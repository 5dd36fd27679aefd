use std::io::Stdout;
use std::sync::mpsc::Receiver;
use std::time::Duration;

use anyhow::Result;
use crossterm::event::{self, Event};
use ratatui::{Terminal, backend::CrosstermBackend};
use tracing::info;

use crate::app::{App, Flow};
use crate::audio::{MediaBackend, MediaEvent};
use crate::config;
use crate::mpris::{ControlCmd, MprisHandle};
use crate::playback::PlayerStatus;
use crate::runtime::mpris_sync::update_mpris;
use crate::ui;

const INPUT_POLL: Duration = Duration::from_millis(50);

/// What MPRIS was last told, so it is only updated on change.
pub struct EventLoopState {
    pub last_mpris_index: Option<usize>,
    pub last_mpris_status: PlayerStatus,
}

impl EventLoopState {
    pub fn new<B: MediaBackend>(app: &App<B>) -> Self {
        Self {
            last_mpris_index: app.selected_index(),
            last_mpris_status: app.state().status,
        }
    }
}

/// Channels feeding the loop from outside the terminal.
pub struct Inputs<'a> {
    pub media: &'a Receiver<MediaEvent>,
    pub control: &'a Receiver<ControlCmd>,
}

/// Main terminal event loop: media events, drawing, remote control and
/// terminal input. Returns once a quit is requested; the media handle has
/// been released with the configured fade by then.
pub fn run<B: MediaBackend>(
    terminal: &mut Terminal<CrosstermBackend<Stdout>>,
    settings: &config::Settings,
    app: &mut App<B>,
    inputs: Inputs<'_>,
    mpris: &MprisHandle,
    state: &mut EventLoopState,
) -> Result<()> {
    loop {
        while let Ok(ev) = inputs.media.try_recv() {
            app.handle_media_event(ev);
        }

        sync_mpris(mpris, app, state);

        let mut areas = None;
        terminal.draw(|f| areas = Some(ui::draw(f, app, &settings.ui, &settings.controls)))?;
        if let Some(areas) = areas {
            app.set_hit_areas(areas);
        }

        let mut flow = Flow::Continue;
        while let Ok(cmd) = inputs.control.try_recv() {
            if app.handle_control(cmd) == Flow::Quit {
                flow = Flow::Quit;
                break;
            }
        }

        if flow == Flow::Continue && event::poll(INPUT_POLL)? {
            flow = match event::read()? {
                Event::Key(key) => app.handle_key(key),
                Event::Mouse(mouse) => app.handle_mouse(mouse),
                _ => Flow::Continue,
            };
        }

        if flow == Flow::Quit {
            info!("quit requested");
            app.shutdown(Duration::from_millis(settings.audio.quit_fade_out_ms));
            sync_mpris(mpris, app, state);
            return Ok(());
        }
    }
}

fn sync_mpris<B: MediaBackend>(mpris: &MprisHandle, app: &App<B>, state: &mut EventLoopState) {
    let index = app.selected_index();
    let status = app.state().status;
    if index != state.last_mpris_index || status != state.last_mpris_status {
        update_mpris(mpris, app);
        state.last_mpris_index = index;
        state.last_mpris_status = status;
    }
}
※ ※ ※
*Work request*
Return only the stretch of the material above from the line holding "use crate::config;" through the line holding "pub media: &'a", copied exactly.

*Response to this exercise*
use crate::config;
use crate::mpris::{ControlCmd, MprisHandle};
use crate::playback::PlayerStatus;
use crate::runtime::mpris_sync::update_mpris;
use crate::ui;

const INPUT_POLL: Duration = Duration::from_millis(50);

/// What MPRIS was last told, so it is only updated on change.
pub struct EventLoopState {
    pub last_mpris_index: Option<usize>,
    pub last_mpris_status: PlayerStatus,
}

impl EventLoopState {
    pub fn new<B: MediaBackend>(app: &App<B>) -> Self {
        Self {
            last_mpris_index: app.selected_index(),
            last_mpris_status: app.state().status,
        }
    }
}

/// Channels feeding the loop from outside the terminal.
pub struct Inputs<'a> {
    pub media: &'a Receiver<MediaEvent>,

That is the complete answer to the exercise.